Detail from the Birth of Venus, Sandro Botticelli, Uffizi, Florence

What is also noticeable is the wing of another bird wrapped around the right arm of Zephyr. Its elongated beak rests on his shoulder. The bird is depicted as a stork, perhaps symbolic of the bird associated with birth, but more likely the Egyptian hieroglyphic representing the soul or spirit.

So are the two flying figures modelled on Giuliano  Medici and Fioretta Gorini? Fioretta, yes, but unlikely Giuliano. My understanding is that the flying angel represents Leonardo da Vinci, and Botticelli set out to identify him by association with Moses and the bulrushes, and the exodus from Egypt.

An early painting by Andrea del Verrocchio depicting the Baptism of Christ has a similar composition to Botticelli’s Birth of Venus except that Christ is the central figure while John the Baptist is the figure on the right with his arm raised in similar fashion to the Hora representing the season of Spring. The two kneeling figures are Leonardo da Vinci, with his back to the viewer, and Sandro Botticelli. But observe the bulrush with its seeded pod alongside the clearwater stream and placed in the left-hand corner of the frame pointing up to Leonardo. Rushes also surround the base of the garment that Leonardo holds ready to cover Christ with after his baptism.

Detail from the Baptism of Christ, 1472-75, Uffizi, Florence

So the bulrushes in the Birth of Venus painting can be understood as a device to make a connection to Leonardo and also find him, as Moses was, among the bulrushes.

There is another link to Leonardo and bulrushes, a drawing that is part of the Royal Collection Trust and described as “a study of a bulrush, with one seed-vessel”. Although the RCT dates the drawing between 1506 and 1512, other sources assign the drawing circa 1480.

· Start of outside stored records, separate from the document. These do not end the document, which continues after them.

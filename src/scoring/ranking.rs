// Per-genre leaderboards.
//
// Candidates for a genre are collected in dictionary order and then
// stable-sorted by descending score, so equal scores keep dictionary order.

use std::collections::HashSet;

use tracing::debug;

use super::aggregate::ScoreMap;
use crate::dictionary::Dictionary;
use crate::store::models::RankingEntry;
use crate::week::WeekId;

/// Default number of ranked entries per genre.
pub const TOP_N: usize = 3;

/// Rank the top `top_n` entities of every genre, in genre-list order.
/// Genres with no scoring entity are omitted.
pub fn rank_genres(
    week: &WeekId,
    scores: &ScoreMap,
    new_entities: &HashSet<String>,
    dict: &Dictionary,
    genres: &[String],
    top_n: usize,
) -> Vec<RankingEntry> {
    let mut rankings = Vec::new();

    for genre in genres {
        let mut candidates: Vec<(&str, f64)> = dict
            .entities()
            .iter()
            .filter(|e| e.aggregate && &e.genre == genre)
            .filter_map(|e| {
                scores
                    .get(&e.canonical_name)
                    .filter(|&&s| s > 0.0)
                    .map(|&s| (e.canonical_name.as_str(), s))
            })
            .collect();

        if candidates.is_empty() {
            debug!(genre = %genre, "No tools scored for genre");
            continue;
        }

        candidates.sort_by(|a, b| b.1.total_cmp(&a.1));

        for (i, (tool, score)) in candidates.into_iter().take(top_n).enumerate() {
            rankings.push(RankingEntry {
                week_id: week.to_string(),
                genre: genre.clone(),
                rank: (i + 1) as u32,
                tool: tool.to_string(),
                score,
                is_new: new_entities.contains(tool),
            });
        }
    }

    rankings
}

As for linking Leonardo with Moses there is a series of frescoes in the Sistine Chapel depicting the life of Moses. Botticelli had a hand in producing some of these when he and a group of painters from Florence were sent by Lorenzo de’ Medici to Rome to decorate the newly-built chapel as an act of reconciliation and diplomacy between Florence and Pope Sixtus IV in the wake of the Pazzi Conspiracy (1478).

Detail from The Trials of Moses, Sandro Botticelli, 1482, Sistine Chapel.

Two of the frescoes depict Leonardo face to face with Moses: The Trials of Moses in which Leonardo is portrayed as the Egyptian slain by Moses; and The Testament and Death of Moses which shows Leonardo in the guise of Joshua kneeling in front of the prophet receiving the baton of command as his successor.

Detail from The Testament and Death of Moses, Sandro Botticelli, 1482, Sistine Chapel.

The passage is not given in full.